** What the task requires **
Please write out, exactly as given, every line of the entries below up to and including the line with "pub fn with_body(mut".

++++ Records for the task ++++

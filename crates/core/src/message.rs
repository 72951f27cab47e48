//! Request and response values flowing between the router, the network, and the cache.

use bytes::Bytes;
use serde::{Deserialize, Serialize};
use url::Url;

/// Why a request was issued.
#[derive(Debug, Clone, Copy, PartialEq, Eq, Default, Serialize, Deserialize, schemars::JsonSchema)]
#[serde(rename_all = "lowercase")]
pub enum RequestMode {
    /// Loads a full document (typed URL, followed link).
    Navigate,
    /// Sub-resource or API call.
    #[default]
    Other,
}

/// An intercepted outgoing request.
#[derive(Debug, Clone, PartialEq, Eq)]
pub struct Request {
    pub method: String,
    pub url: Url,
    pub mode: RequestMode,
    pub headers: Vec<(String, String)>,
    pub body: Option<Bytes>,
}

impl Request {
    /// Build a request; the method is upper-cased and the fragment dropped.
    pub fn new(method: &str, mut url: Url) -> Self {
        url.set_fragment(None);
        Self { method: method.to_ascii_uppercase(), url, mode: RequestMode::Other, headers: Vec::new(), body: None }
    }

    pub fn get(url: Url) -> Self {
        Self::new("GET", url)
    }

    /// A GET issued as a top-level navigation.
    pub fn navigate(url: Url) -> Self {
        Self { mode: RequestMode::Navigate, ..Self::get(url) }
    }

    pub fn with_header(mut self, name: impl Into<String>, value: impl Into<String>) -> Self {
        self.headers.push((name.into(), value.into()));
        self
    }

    pub fn with_body(mut self, body: impl Into<Bytes>) -> Self {
        self.body = Some(body.into());
        self
    }

    pub fn is_get(&self) -> bool {
        self.method == "GET"
    }

    pub fn is_navigation(&self) -> bool {
        self.mode == RequestMode::Navigate
    }
}

/// A response produced by the network or read back from a cache bucket.
#[derive(Debug, Clone, PartialEq, Eq)]
pub struct Response {
    pub url: String,
    pub status: u16,
    pub headers: Vec<(String, String)>,
    pub body: Bytes,
}

/// Body served for a navigation that fails while the app shell is not cached.
const OFFLINE_PAGE: &str = "<!doctype html><html><head><meta charset=\"utf-8\"><title>Offline</title></head>\
<body><h1>Sem conex\u{e3}o</h1><p>Sisgate PRO Hub is offline. Reconnect and reload the page.</p></body></html>";

impl Response {
    pub fn new(url: impl Into<String>, status: u16, body: impl Into<Bytes>) -> Self {
        Self { url: url.into(), status, headers: Vec::new(), body: body.into() }
    }

    pub fn with_header(mut self, name: impl Into<String>, value: impl Into<String>) -> Self {
        self.headers.push((name.into(), value.into()));
        self
    }

    /// Whether the status is in the 2xx range.
    pub fn ok(&self) -> bool {
        (200..300).contains(&self.status)
    }

    /// Case-insensitive header lookup.
    pub fn header(&self, name: &str) -> Option<&str> {
        self.headers
            .iter()
            .find(|(k, _)| k.eq_ignore_ascii_case(name))
            .map(|(_, v)| v.as_str())
    }

    /// Synthesized `503` page for navigations with neither network nor cached shell.
    pub fn offline_page(url: &Url) -> Self {
        Self::new(url.as_str(), 503, OFFLINE_PAGE)
            .with_header("content-type", "text/html; charset=utf-8")
            .with_header("cache-control", "no-store")
    }
}

#[cfg(test)]
mod tests {
    use super::*;

    fn url(s: &str) -> Url {
        Url::parse(s).unwrap()
    }

    #[test]
    fn test_request_normalizes_method_and_fragment() {
        let req = Request::new("post", url("https://hub.local/rest/documents#top"));
        assert_eq!(req.method, "POST");
        assert_eq!(req.url.as_str(), "https://hub.local/rest/documents");
        assert!(!req.is_get());
    }

    #[test]
    fn test_navigate_mode() {
        let req = Request::navigate(url("https://hub.local/dashboard"));
        assert!(req.is_get());
        assert!(req.is_navigation());
        assert!(!Request::get(url("https://hub.local/app.js")).is_navigation());
    }

    #[test]
    fn test_response_ok_range() {
        assert!(Response::new("https://hub.local/", 200, "").ok());
        assert!(Response::new("https://hub.local/", 204, "").ok());
        assert!(!Response::new("https://hub.local/", 304, "").ok());
        assert!(!Response::new("https://hub.local/", 500, "").ok());
    }

    #[test]
    fn test_header_lookup_is_case_insensitive() {
        let res = Response::new("https://hub.local/", 200, "").with_header("Content-Type", "text/css");
        assert_eq!(res.header("content-type"), Some("text/css"));
        assert_eq!(res.header("etag"), None);
    }

    #[test]
    fn test_offline_page() {
        let res = Response::offline_page(&url("https://hub.local/reports"));
        assert_eq!(res.status, 503);
        assert_eq!(res.header("content-type"), Some("text/html; charset=utf-8"));
        assert!(String::from_utf8_lossy(&res.body).contains("offline"));
    }
}
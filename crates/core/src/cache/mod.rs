//! SQLite-backed store of versioned cache buckets.
//!
//! Mirrors the browser Cache Storage model: named buckets holding
//! request/response pairs, with no per-entry expiry. Old versions are
//! dropped by deleting the whole bucket.
//!
//! - Entry keys are SHA-256 over method and URL
//! - Automatic schema migrations
//! - WAL mode for concurrent access

pub mod bucket;
pub mod connection;
pub mod hash;
pub mod migrations;
pub mod storage;

pub use crate::Error;

pub use bucket::Cache;
pub use connection::CacheDb;
pub use storage::{BucketSummary, CacheStorage};
//! cache_get tool implementation.
//!
//! Reads the stored response for a URL from the current bucket.

use crate::tools::json_result;
use rmcp::{ErrorData as McpError, model::CallToolResult};
use schemars::JsonSchema;
use serde::{Deserialize, Serialize};
use sisgate_client::{ServiceWorker, resolve};
use sisgate_core::{Error, Request};

/// Parameters for the cache_get tool.
#[derive(Debug, Clone, Serialize, Deserialize, JsonSchema)]
pub struct CacheGetParams {
    /// URL of the cached GET request; root-relative paths resolve against the app origin.
    pub url: String,
}

/// Output from the cache_get tool.
#[derive(Debug, Clone, Serialize, Deserialize)]
pub struct CacheGetOutput {
    pub cache_name: String,
    pub url: String,
    pub status: u16,
    pub headers: Vec<(String, String)>,
    pub body: String,
    pub body_bytes: usize,
}

/// Implementation of the cache_get tool.
pub async fn get_impl(worker: &ServiceWorker, params: CacheGetParams) -> Result<CallToolResult, McpError> {
    let url = resolve(&worker.config().origin, &params.url).map_err(|e| Error::InvalidUrl(e.to_string()))?;
    let cache_name = worker.config().cache_name.clone();

    let cache = worker.storage().open(&cache_name).await?;
    let response = cache
        .match_request(&Request::get(url.clone()))
        .await?
        .ok_or_else(|| Error::CacheMiss(url.to_string()))?;

    json_result(&CacheGetOutput {
        cache_name,
        url: response.url,
        status: response.status,
        headers: response.headers,
        body: String::from_utf8_lossy(&response.body).into_owned(),
        body_bytes: response.body.len(),
    })
}
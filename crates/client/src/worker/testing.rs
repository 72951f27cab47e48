//! Stub network and fixtures shared by the worker tests and, behind the
//! `test-util` feature, by dependent crates.

use super::{ServiceWorker, WorkerConfig};
use crate::fetch::Network;
use sisgate_core::{CacheDb, CacheStorage, Error, Request, Response};
use std::collections::HashMap;
use std::sync::atomic::{AtomicBool, AtomicU64, Ordering};
use std::sync::{Arc, Mutex};
use std::time::Duration;
use url::Url;

/// Serves canned responses by URL and records every request it sees.
#[derive(Default)]
pub struct StubNetwork {
    routes: Mutex<HashMap<String, Response>>,
    calls: Mutex<Vec<String>>,
    offline: AtomicBool,
    latency_ms: AtomicU64,
}

impl StubNetwork {
    pub fn new() -> Arc<Self> {
        Arc::new(Self::default())
    }

    pub fn serve(&self, url: &str, status: u16, body: &str) {
        self.routes
            .lock()
            .unwrap()
            .insert(url.to_string(), Response::new(url, status, body.to_string()));
    }

    /// Serve every path in [`test_config`]'s precache manifest.
    pub fn serve_shell(&self) {
        self.serve("https://hub.local/", 200, "<html>shell</html>");
        self.serve("https://hub.local/index.html", 200, "<html>index</html>");
    }

    pub fn set_offline(&self, offline: bool) {
        self.offline.store(offline, Ordering::SeqCst);
    }

    /// Delay every response, to hold a fetch open while another event runs.
    pub fn set_latency(&self, latency: Duration) {
        self.latency_ms.store(latency.as_millis() as u64, Ordering::SeqCst);
    }

    pub fn calls(&self) -> usize {
        self.calls.lock().unwrap().len()
    }

    pub fn calls_for(&self, url: &str) -> usize {
        self.calls.lock().unwrap().iter().filter(|u| u.as_str() == url).count()
    }
}

#[async_trait::async_trait]
impl Network for StubNetwork {
    async fn fetch(&self, request: &Request) -> Result<Response, Error> {
        self.calls.lock().unwrap().push(request.url.to_string());
        let latency = self.latency_ms.load(Ordering::SeqCst);
        if latency > 0 {
            tokio::time::sleep(Duration::from_millis(latency)).await;
        }
        if self.offline.load(Ordering::SeqCst) {
            return Err(Error::Network(format!("offline: {}", request.url)));
        }
        self.routes
            .lock()
            .unwrap()
            .get(request.url.as_str())
            .cloned()
            .ok_or_else(|| Error::Network(format!("connection refused: {}", request.url)))
    }
}

pub fn test_config() -> WorkerConfig {
    WorkerConfig {
        cache_name: "sisgate-hub-v2".into(),
        origin: Url::parse("https://hub.local").unwrap(),
        precache: vec!["/".into(), "/index.html".into()],
        api_host_markers: vec!["supabase.co".into()],
        sync_tag: "sync-pending-changes".into(),
    }
}

pub async fn test_worker(network: Arc<StubNetwork>, config: WorkerConfig) -> ServiceWorker {
    test_worker_with_db(network, config).await.0
}

/// Like [`test_worker`], also handing back the database so a test can close it.
pub async fn test_worker_with_db(network: Arc<StubNetwork>, config: WorkerConfig) -> (ServiceWorker, CacheDb) {
    let db = CacheDb::open_in_memory().await.unwrap();
    let worker = ServiceWorker::new(config, CacheStorage::new(db.clone()), network);
    (worker, db)
}

pub fn get(url: &str) -> Request {
    Request::get(Url::parse(url).unwrap())
}
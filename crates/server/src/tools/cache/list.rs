//! cache_list tool implementation.

use crate::tools::json_result;
use rmcp::{ErrorData as McpError, model::CallToolResult};
use serde::{Deserialize, Serialize};
use sisgate_client::{ServiceWorker, WorkerState};
use sisgate_core::BucketSummary;

/// Output from the cache_list tool.
#[derive(Debug, Clone, Serialize, Deserialize)]
pub struct CacheListOutput {
    /// Bucket the worker reads and writes.
    pub current: String,
    pub state: WorkerState,
    pub buckets: Vec<BucketSummary>,
}

/// Implementation of the cache_list tool.
pub async fn list_impl(worker: &ServiceWorker) -> Result<CallToolResult, McpError> {
    let buckets = worker.storage().summaries().await?;
    json_result(&CacheListOutput { current: worker.config().cache_name.clone(), state: worker.state().await, buckets })
}

#[cfg(test)]
mod tests {
    use super::*;
    use crate::tools::testing::{StubNetwork, output, worker};

    #[tokio::test]
    async fn test_list_after_install() {
        let network = StubNetwork::new();
        network.serve("https://hub.local/", 200, "<html>shell</html>");
        let worker = worker(network).await;
        worker.storage().open("sisgate-hub-v1").await.unwrap();
        worker.handle_install().await.unwrap();

        let out: CacheListOutput = output(&list_impl(&worker).await.unwrap());

        assert_eq!(out.current, "sisgate-hub-v3");
        assert_eq!(out.state, WorkerState::Installed);
        assert_eq!(out.buckets.len(), 2);
        assert_eq!(out.buckets[1].name, "sisgate-hub-v3");
        assert_eq!(out.buckets[1].entries, 1);
    }
}
//! Request classification.
//!
//! Pure functions of method, scheme, host and path; nothing here touches the
//! network or the cache.

use regex::Regex;
use sisgate_core::Request;
use std::sync::LazyLock;
use url::Url;

/// Path prefixes reserved for the backend's REST and auth endpoints.
const REMOTE_PATH_PREFIXES: &[&str] = &["/rest/", "/auth/"];

/// Script, stylesheet, image and font suffixes worth keeping offline.
static STATIC_ASSET: LazyLock<Regex> = LazyLock::new(|| {
    Regex::new(r"\.(?:js|mjs|css|png|jpe?g|gif|svg|webp|ico|woff2?|ttf|otf|eot)$").expect("static asset pattern")
});

/// How an intercepted request is served.
#[derive(Debug, Clone, Copy, PartialEq, Eq)]
pub enum Strategy {
    /// Live network, cached copy only when the network fails.
    NetworkFirst,
    /// Cached copy, network only on a miss.
    CacheFirst,
    /// Not intercepted; goes straight to the network.
    Bypass,
}

/// Classification rules for one worker.
#[derive(Debug, Clone)]
pub struct Classifier {
    api_host_markers: Vec<String>,
}

impl Classifier {
    pub fn new(api_host_markers: Vec<String>) -> Self {
        Self { api_host_markers }
    }

    pub fn classify(&self, request: &Request) -> Strategy {
        if !request.is_get() || !matches!(request.url.scheme(), "http" | "https") {
            return Strategy::Bypass;
        }
        if self.is_remote_data(&request.url) {
            Strategy::NetworkFirst
        } else {
            Strategy::CacheFirst
        }
    }

    /// Backend host marker in the hostname, or a REST/auth path prefix.
    pub fn is_remote_data(&self, url: &Url) -> bool {
        let host = url.host_str().unwrap_or("");
        self.api_host_markers.iter().any(|marker| host.contains(marker.as_str()))
            || REMOTE_PATH_PREFIXES.iter().any(|prefix| url.path().starts_with(prefix))
    }
}

/// Whether a cache-first miss for this URL may be stored.
///
/// The caller still has to check that the response was successful.
pub fn is_static_asset(url: &Url) -> bool {
    let path = url.path();
    path == "/" || STATIC_ASSET.is_match(path)
}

++++

** Answer to the problem **
filename crates/core/src/message.rs
repository 72951f27cab47e48
//! Request and response values flowing between the router, the network, and the cache.

use bytes::Bytes;
use serde::{Deserialize, Serialize};
use url::Url;

/// Why a request was issued.
#[derive(Debug, Clone, Copy, PartialEq, Eq, Default, Serialize, Deserialize, schemars::JsonSchema)]
#[serde(rename_all = "lowercase")]
pub enum RequestMode {
    /// Loads a full document (typed URL, followed link).
    Navigate,
    /// Sub-resource or API call.
    #[default]
    Other,
}

/// An intercepted outgoing request.
#[derive(Debug, Clone, PartialEq, Eq)]
pub struct Request {
    pub method: String,
    pub url: Url,
    pub mode: RequestMode,
    pub headers: Vec<(String, String)>,
    pub body: Option<Bytes>,
}

impl Request {
    /// Build a request; the method is upper-cased and the fragment dropped.
    pub fn new(method: &str, mut url: Url) -> Self {
        url.set_fragment(None);
        Self { method: method.to_ascii_uppercase(), url, mode: RequestMode::Other, headers: Vec::new(), body: None }
    }

    pub fn get(url: Url) -> Self {
        Self::new("GET", url)
    }

    /// A GET issued as a top-level navigation.
    pub fn navigate(url: Url) -> Self {
        Self { mode: RequestMode::Navigate, ..Self::get(url) }
    }

    pub fn with_header(mut self, name: impl Into<String>, value: impl Into<String>) -> Self {
        self.headers.push((name.into(), value.into()));
        self
    }

    pub fn with_body(mut self, body: impl Into<Bytes>) -> Self {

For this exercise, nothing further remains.